- EXERCISE PROMPT:
Look through the material below. Copy every line with the string "RefError" in it.

+===+

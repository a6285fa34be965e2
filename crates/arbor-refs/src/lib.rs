//! Root reference management for arborfs.
//!
//! The root reference is the only mutable cell in a namespace: it names the
//! id of the current top-level tree. Everything reachable from it is an
//! immutable object. Writers advance it with compare-and-swap, so committed
//! root transitions form a single total order and readers always see some
//! complete tree.
//!
//! # Modules
//!
//! - [`error`] -- Error types, including the internal swap [`RefError::Conflict`]
//! - [`traits`] -- The [`RootRef`] trait
//! - [`memory`] -- [`InMemoryRootRef`] for tests and embedding
//! - [`file`] -- [`FileRootRef`], a durable pointer file

pub mod error;
pub mod file;
pub mod memory;
pub mod traits;

pub use error::{RefError, Result};
pub use file::FileRootRef;
pub use memory::InMemoryRootRef;
pub use traits::RootRef;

+===+

- OUTPUT OF THE TASK:
//! - [`error`] -- Error types, including the internal swap [`RefError::Conflict`]
pub use error::{RefError, Result};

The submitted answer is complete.